[Collected data]

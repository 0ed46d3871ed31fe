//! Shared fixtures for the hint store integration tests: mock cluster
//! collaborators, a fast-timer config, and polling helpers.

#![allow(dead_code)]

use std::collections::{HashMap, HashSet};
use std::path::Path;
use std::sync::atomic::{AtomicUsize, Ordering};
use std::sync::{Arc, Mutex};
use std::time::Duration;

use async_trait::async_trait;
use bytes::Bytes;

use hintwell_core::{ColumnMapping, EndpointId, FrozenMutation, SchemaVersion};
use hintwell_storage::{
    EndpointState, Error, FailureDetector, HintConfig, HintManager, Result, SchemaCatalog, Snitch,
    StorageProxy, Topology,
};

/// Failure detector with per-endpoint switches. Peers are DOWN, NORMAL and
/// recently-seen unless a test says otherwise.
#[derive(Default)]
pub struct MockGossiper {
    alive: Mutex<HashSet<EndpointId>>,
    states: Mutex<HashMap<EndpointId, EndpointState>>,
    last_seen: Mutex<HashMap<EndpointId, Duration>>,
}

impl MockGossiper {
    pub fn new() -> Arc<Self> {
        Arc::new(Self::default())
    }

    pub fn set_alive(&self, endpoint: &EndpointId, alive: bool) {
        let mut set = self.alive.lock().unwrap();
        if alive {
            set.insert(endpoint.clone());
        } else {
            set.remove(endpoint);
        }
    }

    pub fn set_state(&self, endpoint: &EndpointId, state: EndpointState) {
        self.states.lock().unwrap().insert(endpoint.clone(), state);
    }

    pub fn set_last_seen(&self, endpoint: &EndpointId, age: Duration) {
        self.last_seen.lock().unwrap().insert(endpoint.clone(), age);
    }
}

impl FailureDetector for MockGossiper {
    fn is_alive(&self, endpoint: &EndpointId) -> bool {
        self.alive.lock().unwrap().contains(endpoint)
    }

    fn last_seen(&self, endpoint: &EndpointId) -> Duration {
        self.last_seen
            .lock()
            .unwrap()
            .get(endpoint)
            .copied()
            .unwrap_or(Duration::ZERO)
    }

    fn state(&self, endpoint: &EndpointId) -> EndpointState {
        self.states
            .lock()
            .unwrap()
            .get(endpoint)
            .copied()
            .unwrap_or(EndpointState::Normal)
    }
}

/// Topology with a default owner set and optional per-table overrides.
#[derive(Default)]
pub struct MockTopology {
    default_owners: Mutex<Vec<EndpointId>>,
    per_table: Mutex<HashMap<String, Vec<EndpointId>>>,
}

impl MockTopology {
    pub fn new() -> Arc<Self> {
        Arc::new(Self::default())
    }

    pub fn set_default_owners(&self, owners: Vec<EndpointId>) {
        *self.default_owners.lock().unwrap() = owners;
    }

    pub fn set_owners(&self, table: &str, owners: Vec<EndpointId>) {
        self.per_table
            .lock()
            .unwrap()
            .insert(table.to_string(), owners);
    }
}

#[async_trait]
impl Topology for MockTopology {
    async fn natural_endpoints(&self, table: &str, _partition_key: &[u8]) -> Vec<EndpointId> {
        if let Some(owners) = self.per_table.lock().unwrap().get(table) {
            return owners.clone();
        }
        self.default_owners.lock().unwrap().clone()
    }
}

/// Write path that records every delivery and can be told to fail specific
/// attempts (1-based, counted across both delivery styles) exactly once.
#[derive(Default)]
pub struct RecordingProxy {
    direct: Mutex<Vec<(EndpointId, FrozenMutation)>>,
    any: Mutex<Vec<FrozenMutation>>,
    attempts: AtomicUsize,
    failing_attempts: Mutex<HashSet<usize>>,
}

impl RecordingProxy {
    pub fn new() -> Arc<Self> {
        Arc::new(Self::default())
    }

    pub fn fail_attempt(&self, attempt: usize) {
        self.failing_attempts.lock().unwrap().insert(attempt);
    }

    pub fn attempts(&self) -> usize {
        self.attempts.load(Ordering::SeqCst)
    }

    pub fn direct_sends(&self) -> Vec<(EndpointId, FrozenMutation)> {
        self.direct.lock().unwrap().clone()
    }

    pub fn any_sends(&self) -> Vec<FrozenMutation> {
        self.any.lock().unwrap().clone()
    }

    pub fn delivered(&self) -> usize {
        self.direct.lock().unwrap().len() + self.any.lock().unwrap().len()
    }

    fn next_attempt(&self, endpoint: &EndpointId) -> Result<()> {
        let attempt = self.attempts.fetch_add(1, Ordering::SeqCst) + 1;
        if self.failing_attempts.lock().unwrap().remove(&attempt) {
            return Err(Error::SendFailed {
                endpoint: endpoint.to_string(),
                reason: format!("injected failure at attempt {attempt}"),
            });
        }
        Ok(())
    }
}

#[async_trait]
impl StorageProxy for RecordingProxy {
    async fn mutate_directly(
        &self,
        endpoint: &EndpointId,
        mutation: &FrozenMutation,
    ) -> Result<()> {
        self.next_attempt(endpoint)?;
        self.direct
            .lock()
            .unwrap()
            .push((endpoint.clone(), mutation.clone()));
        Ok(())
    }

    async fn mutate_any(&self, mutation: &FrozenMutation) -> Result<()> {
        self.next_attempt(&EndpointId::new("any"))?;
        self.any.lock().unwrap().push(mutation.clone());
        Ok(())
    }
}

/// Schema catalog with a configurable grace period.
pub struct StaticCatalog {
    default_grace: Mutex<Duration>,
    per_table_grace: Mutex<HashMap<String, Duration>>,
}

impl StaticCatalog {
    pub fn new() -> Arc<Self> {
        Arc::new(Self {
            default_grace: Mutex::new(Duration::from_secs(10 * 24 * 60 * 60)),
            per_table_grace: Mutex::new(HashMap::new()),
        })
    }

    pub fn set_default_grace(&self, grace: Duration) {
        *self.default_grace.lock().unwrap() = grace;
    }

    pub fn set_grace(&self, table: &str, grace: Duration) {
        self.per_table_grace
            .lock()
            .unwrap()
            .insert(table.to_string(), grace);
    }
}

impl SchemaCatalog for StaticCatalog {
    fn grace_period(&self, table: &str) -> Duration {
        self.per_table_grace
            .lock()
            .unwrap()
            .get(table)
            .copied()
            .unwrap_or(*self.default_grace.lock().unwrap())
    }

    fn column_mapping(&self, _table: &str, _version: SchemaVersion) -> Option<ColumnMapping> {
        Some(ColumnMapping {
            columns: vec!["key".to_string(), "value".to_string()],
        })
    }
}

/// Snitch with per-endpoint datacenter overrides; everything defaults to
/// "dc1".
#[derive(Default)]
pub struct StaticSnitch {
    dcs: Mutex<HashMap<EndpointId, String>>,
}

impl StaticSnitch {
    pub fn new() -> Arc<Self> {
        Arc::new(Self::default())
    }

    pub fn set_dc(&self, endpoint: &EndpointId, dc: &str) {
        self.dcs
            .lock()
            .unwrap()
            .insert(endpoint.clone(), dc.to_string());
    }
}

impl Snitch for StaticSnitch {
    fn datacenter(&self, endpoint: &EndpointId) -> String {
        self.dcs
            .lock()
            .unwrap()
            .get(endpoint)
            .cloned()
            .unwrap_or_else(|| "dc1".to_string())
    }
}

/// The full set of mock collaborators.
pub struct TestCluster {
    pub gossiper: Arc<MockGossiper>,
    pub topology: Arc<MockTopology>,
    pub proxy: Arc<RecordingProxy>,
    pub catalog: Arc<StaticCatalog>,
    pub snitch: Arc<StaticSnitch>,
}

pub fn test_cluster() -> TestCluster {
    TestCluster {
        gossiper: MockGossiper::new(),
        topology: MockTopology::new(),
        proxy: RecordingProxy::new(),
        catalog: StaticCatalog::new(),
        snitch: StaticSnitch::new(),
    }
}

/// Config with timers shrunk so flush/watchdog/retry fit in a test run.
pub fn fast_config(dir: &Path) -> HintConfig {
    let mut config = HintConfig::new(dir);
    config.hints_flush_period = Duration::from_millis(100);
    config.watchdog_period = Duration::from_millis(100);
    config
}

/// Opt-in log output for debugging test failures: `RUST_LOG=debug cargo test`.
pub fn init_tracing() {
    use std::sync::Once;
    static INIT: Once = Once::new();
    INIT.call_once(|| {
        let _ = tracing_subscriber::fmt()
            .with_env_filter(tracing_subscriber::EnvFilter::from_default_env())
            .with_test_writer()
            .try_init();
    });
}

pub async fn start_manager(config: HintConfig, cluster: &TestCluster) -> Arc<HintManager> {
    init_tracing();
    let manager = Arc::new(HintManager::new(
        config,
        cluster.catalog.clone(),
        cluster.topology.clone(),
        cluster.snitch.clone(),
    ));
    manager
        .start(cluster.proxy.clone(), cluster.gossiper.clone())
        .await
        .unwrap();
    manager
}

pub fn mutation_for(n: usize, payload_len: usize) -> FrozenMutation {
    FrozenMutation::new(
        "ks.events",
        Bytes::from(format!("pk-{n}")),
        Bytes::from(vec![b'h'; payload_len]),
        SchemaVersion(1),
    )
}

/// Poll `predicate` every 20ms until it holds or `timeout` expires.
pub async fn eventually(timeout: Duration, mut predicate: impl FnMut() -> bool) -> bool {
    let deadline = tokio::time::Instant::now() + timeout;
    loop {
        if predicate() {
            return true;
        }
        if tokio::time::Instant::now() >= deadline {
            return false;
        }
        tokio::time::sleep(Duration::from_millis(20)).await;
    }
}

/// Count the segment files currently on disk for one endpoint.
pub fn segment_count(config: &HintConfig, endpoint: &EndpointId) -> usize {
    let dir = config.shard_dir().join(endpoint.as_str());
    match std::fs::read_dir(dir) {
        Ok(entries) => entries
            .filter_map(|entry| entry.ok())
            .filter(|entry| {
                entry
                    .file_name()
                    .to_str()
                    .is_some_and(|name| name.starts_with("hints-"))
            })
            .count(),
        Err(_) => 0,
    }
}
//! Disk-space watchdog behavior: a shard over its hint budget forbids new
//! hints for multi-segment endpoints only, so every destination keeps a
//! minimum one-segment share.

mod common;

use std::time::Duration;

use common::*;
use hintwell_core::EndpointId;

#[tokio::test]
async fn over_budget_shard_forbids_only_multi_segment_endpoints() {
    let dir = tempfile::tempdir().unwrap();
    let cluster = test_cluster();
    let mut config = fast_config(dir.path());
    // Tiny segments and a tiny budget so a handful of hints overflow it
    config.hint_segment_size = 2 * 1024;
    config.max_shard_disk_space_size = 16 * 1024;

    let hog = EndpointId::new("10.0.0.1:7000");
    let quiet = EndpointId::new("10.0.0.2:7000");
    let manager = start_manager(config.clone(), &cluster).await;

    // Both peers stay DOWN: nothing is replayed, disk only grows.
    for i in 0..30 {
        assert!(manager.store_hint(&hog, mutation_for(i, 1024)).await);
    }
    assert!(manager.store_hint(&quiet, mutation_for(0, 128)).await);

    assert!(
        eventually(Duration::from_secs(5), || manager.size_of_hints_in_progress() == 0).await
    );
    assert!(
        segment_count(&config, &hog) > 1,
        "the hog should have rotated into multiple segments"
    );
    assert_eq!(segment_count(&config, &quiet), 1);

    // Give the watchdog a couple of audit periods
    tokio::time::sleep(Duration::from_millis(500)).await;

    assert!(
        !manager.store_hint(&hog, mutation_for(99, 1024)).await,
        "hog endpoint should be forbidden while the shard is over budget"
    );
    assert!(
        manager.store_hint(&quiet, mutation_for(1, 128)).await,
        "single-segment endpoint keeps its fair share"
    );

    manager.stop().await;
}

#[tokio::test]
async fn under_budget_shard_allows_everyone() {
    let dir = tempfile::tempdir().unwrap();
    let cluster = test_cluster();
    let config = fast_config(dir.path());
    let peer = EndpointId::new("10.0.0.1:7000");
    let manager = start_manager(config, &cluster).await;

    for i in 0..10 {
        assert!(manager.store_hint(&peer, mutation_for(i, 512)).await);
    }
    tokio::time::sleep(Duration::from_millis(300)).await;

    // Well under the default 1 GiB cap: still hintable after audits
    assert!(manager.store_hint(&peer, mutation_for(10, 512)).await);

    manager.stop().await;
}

## Exercise requirements:
Filter the entries above down to the lines that contain "Error".

## Result of the task:
    EndpointState, Error, FailureDetector, HintConfig, HintManager, Result, SchemaCatalog, Snitch,
            return Err(Error::SendFailed {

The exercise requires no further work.